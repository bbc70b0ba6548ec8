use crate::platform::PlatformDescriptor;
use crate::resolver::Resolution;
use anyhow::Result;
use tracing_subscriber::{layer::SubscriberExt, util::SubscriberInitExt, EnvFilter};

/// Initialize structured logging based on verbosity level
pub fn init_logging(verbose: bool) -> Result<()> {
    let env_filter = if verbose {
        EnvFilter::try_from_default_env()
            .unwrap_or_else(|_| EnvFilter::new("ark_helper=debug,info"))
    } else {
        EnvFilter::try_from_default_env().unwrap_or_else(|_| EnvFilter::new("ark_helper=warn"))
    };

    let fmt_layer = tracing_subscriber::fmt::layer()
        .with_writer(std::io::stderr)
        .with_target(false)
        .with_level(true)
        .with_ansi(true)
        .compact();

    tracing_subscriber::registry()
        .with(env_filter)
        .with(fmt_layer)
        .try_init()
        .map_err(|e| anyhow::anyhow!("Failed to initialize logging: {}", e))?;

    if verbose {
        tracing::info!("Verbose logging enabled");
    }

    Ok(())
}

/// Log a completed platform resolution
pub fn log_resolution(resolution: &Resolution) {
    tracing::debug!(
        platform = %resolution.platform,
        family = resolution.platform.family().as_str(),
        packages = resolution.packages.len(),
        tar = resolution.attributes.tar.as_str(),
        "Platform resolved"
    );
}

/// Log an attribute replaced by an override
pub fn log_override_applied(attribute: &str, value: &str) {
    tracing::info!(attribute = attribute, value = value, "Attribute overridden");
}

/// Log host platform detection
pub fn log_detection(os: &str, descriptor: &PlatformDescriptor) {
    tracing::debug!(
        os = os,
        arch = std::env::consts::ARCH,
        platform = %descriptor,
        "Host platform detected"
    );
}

Exercise aim >> Take each line above that holds the string "Result" and copy it.

Task answer >>
use anyhow::Result;
pub fn init_logging(verbose: bool) -> Result<()> {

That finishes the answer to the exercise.